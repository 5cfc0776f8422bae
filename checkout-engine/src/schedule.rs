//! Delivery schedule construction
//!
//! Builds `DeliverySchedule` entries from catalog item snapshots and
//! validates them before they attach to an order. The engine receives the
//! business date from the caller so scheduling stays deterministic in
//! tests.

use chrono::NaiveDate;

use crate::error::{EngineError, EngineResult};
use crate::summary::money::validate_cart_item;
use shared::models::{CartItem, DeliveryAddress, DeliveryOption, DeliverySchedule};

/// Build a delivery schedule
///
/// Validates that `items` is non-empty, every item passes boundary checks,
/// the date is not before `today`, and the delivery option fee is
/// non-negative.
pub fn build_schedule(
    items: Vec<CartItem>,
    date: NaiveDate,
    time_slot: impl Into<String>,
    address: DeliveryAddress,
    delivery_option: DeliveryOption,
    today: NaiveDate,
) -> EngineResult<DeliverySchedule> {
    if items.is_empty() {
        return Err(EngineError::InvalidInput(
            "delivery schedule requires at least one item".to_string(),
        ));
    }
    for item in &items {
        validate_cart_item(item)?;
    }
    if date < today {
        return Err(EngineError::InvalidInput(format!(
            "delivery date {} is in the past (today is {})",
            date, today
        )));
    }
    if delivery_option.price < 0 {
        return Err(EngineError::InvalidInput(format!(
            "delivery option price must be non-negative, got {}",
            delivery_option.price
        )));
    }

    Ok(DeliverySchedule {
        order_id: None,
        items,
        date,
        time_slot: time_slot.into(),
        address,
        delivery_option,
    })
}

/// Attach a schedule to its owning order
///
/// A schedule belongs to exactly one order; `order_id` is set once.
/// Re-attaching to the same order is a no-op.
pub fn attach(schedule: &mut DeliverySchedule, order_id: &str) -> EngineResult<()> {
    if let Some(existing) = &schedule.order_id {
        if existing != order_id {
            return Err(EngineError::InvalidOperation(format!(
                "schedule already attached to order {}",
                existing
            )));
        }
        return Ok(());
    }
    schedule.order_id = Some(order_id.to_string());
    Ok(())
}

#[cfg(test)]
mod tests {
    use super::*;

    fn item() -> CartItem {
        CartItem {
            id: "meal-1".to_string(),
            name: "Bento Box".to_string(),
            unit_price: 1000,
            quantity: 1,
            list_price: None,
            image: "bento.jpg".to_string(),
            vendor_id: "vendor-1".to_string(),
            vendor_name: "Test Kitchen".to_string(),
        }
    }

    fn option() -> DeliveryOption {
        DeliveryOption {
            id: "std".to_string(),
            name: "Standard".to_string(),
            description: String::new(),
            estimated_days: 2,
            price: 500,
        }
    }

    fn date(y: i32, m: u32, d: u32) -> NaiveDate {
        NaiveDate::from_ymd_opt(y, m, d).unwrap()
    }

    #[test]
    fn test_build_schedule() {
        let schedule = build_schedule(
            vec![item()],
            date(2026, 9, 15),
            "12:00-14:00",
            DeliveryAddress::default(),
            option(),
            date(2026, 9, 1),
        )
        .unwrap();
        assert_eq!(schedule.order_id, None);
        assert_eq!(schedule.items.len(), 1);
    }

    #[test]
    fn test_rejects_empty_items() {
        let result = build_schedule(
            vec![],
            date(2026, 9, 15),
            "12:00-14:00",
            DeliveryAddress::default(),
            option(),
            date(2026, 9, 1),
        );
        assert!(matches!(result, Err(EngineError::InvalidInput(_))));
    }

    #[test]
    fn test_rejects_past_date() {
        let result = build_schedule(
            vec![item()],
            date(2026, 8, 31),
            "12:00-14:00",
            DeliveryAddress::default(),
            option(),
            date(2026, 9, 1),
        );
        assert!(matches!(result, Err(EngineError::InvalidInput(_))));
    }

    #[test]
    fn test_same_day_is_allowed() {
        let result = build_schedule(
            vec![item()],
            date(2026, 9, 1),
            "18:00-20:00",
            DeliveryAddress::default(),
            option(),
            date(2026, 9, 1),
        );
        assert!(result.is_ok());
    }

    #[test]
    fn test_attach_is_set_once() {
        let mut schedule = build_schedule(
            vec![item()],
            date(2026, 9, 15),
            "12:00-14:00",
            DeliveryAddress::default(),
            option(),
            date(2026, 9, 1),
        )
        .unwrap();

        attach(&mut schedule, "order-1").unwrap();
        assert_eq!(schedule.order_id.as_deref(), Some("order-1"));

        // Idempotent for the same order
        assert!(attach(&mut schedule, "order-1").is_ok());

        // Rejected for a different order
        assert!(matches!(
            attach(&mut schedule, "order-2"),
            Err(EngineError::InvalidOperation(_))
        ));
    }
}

# WHAT IS NEEDED:
In the material above, find each line that contains the word "crate", and select it.

# RESULT OF THIS TASK:
use crate::error::{EngineError, EngineResult};
use crate::summary::money::validate_cart_item;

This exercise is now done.